■ Work required
Find the word "PoolConfig" in the records below. List each line containing it.

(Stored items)
++++++++
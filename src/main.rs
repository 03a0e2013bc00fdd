//! Evo Driver CLI - Run a OneMax search from JSON configuration.

#[cfg(feature = "dhat-heap")]
#[global_allocator]
static ALLOC: dhat::Alloc = dhat::Alloc;

use std::fs;
use std::path::PathBuf;
use std::sync::Arc;
use std::time::Instant;

use rand::rngs::StdRng;
use rand::{Rng, SeedableRng};

use evo_driver::{
    compute::evaluation::{Candidate, EvaluateFn, FitnessSlot, WorkerContext, WorkerError},
    compute::scheduler::{OperatorCategory, OperatorRegistry},
    compute::{GenerationDriver, Produced},
    schema::{BackendConfig, DriverConfig, Fitness, PoolConfig},
};

const GENOME_LENGTH: usize = 64;
const POPULATION_SIZE: usize = 8;

/// Bit string candidate; fitness is the number of set bits.
struct Bits {
    id: String,
    bits: String,
    fitness: FitnessSlot,
}

impl Bits {
    fn new(id: u64, bits: String) -> Self {
        Self {
            id: id.to_string(),
            bits,
            fitness: FitnessSlot::new(),
        }
    }

    fn score(&self) -> f64 {
        self.fitness.get().map_or(0.0, |f| f.values[0])
    }
}

impl Candidate for Bits {
    fn id(&self) -> &str {
        &self.id
    }

    fn phenotype(&self) -> &str {
        &self.bits
    }

    fn fitness(&self) -> &FitnessSlot {
        &self.fitness
    }
}

#[derive(Debug, Clone, Copy)]
enum Variation {
    FlipOne,
    FlipMany,
    Crossover,
    Rotate,
}

fn flip(bits: &mut [u8], index: usize) {
    bits[index] = if bits[index] == b'1' { b'0' } else { b'1' };
}

fn vary(
    variation: Variation,
    population: &[Arc<Bits>],
    rng: &mut StdRng,
) -> (Vec<Arc<Bits>>, Option<String>) {
    let first = Arc::clone(&population[rng.gen_range(0..population.len())]);
    let mut bits = first.bits.clone().into_bytes();

    let parents = match variation {
        Variation::FlipOne => {
            flip(&mut bits, rng.gen_range(0..GENOME_LENGTH));
            vec![first]
        }
        Variation::FlipMany => {
            for index in 0..GENOME_LENGTH {
                if rng.gen_bool(4.0 / GENOME_LENGTH as f64) {
                    flip(&mut bits, index);
                }
            }
            vec![first]
        }
        Variation::Crossover => {
            let second = Arc::clone(&population[rng.gen_range(0..population.len())]);
            for (bit, other) in bits.iter_mut().zip(second.bits.bytes()) {
                if rng.gen_bool(0.5) {
                    *bit = other;
                }
            }
            vec![first, second]
        }
        Variation::Rotate => {
            bits.rotate_left(rng.gen_range(1..GENOME_LENGTH));
            vec![first]
        }
    };

    let bits = String::from_utf8(bits).ok();
    // Unchanged genomes are not offspring.
    let bits = bits.filter(|b| parents.iter().all(|p| &p.bits != b));
    (parents, bits)
}

fn main() {
    #[cfg(feature = "dhat-heap")]
    let _profiler = dhat::Profiler::new_heap();

    env_logger::init();

    let args: Vec<String> = std::env::args().collect();

    if args.len() < 2 {
        eprintln!("Usage: {} <config.json> [generations]", args[0]);
        eprintln!();
        eprintln!("Run a OneMax search with adaptive operator scheduling.");
        eprintln!();
        eprintln!("Arguments:");
        eprintln!("  config.json  Path to driver configuration file");
        eprintln!("  generations  Number of generations (default: 50)");
        eprintln!();
        eprintln!("Example configuration is generated with --example flag.");
        std::process::exit(1);
    }

    if args[1] == "--example" {
        print_example_config();
        return;
    }

    let config_path = PathBuf::from(&args[1]);
    let generations: u64 = args.get(2).and_then(|s| s.parse().ok()).unwrap_or(50);

    let config_str = fs::read_to_string(&config_path).unwrap_or_else(|e| {
        eprintln!("Error reading config file: {}", e);
        std::process::exit(1);
    });

    let config: DriverConfig = serde_json::from_str(&config_str).unwrap_or_else(|e| {
        eprintln!("Error parsing config: {}", e);
        std::process::exit(1);
    });

    let seed = config.random_seed.unwrap_or_else(rand::random);
    let mut rng = StdRng::seed_from_u64(seed);

    let mut registry = OperatorRegistry::new();
    let operators = [
        ("flip-one", OperatorCategory::DefaultOn, Variation::FlipOne),
        ("flip-many", OperatorCategory::DefaultOn, Variation::FlipMany),
        ("crossover", OperatorCategory::DefaultOn, Variation::Crossover),
        ("rotate", OperatorCategory::DefaultOff, Variation::Rotate),
    ];
    for (name, category, variation) in operators {
        if let Err(e) = registry.register(name, category, variation) {
            eprintln!("Error registering operator: {}", e);
            std::process::exit(1);
        }
    }

    let function: Arc<EvaluateFn<Bits>> =
        Arc::new(|candidate: &Bits, _: &WorkerContext<'_, Bits>| {
            let ones = candidate.bits.bytes().filter(|&b| b == b'1').count();
            Ok::<_, WorkerError>(Fitness::new(vec![ones as f64]))
        });

    println!("OneMax Search");
    println!("=============");
    println!("Genome length: {}", GENOME_LENGTH);
    println!("Population: {}", POPULATION_SIZE);
    println!("Offspring per generation: {}", config.scheduler.lambda);
    println!("Generations: {}", generations);
    println!("Seed: {}", seed);
    println!();

    let mut driver = GenerationDriver::new(registry, config, Some(function)).unwrap_or_else(|e| {
        eprintln!("Error creating driver: {}", e);
        std::process::exit(1);
    });

    let mut next_id = 0u64;
    let mut population: Vec<Arc<Bits>> = (0..POPULATION_SIZE)
        .map(|_| {
            next_id += 1;
            let bits = (0..GENOME_LENGTH)
                .map(|_| if rng.gen_bool(0.5) { '1' } else { '0' })
                .collect();
            Arc::new(Bits::new(next_id, bits))
        })
        .collect();
    for candidate in &population {
        driver.evaluator_mut().evaluate(candidate);
    }
    if let Err(e) = driver.evaluate_offspring() {
        eprintln!("Error evaluating initial population: {}", e);
        std::process::exit(1);
    }

    println!("Generation,Best,{}", driver.evaluator().csv_header());
    let start = Instant::now();

    for generation in 0..generations {
        let produced = driver.produce_offspring(|_, &variation| {
            let (parents, bits) = vary(variation, &population, &mut rng);
            match bits {
                Some(bits) => {
                    next_id += 1;
                    Produced {
                        parents,
                        children: vec![Bits::new(next_id, bits)],
                    }
                }
                None => Produced::failed(),
            }
        });
        if let Err(e) = produced.and_then(|_| driver.evaluate_offspring()) {
            eprintln!("Error in generation {}: {}", generation, e);
            std::process::exit(1);
        }
        let row = driver.evaluator().csv_row();

        let children = driver
            .finish_generation(&population, |a, b| a.score() > b.score())
            .unwrap_or_else(|e| {
                eprintln!("Error in generation {}: {}", generation, e);
                std::process::exit(1);
            });

        population.extend(children);
        population.sort_by(|a, b| b.score().total_cmp(&a.score()));
        population.dedup_by(|a, b| a.bits == b.bits);
        population.truncate(POPULATION_SIZE);

        let best = population[0].score();
        println!("{},{},{}", generation, best, row);

        if best as usize == GENOME_LENGTH || driver.stop_requested() {
            break;
        }
    }

    let elapsed = start.elapsed();
    println!();
    println!("Operator summary: {}", driver.scheduler().summary());
    for (index, stats) in driver.scheduler().stats().iter().enumerate() {
        println!(
            "  {}: enabled={} dormant={} weight={:?}",
            stats.name(),
            stats.enabled(),
            stats.dormant(),
            driver.scheduler().weight(index)
        );
    }
    driver.evaluator().log_statistics();
    let totals = driver.evaluator().statistics().total;
    println!(
        "Evaluations: {} actual, {} duplicate, {} cache hits",
        totals.actual, totals.duplicate, totals.cache_hit
    );
    println!("Best: {}", population[0].bits);
    println!("Time: {:.2}s", elapsed.as_secs_f32());
}

fn print_example_config() {
    let mut config = DriverConfig::default();
    config.evaluator.concurrency = 4;
    config.evaluator.backend = BackendConfig::Pool(PoolConfig::default());
    config.random_seed = Some(42);
    println!(
        "{}",
        serde_json::to_string_pretty(&config).unwrap_or_else(|e| {
            eprintln!("Error serializing config: {}", e);
            std::process::exit(1);
        })
    );
}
++++++++
■ Task response
    schema::{BackendConfig, DriverConfig, Fitness, PoolConfig},
    config.evaluator.backend = BackendConfig::Pool(PoolConfig::default());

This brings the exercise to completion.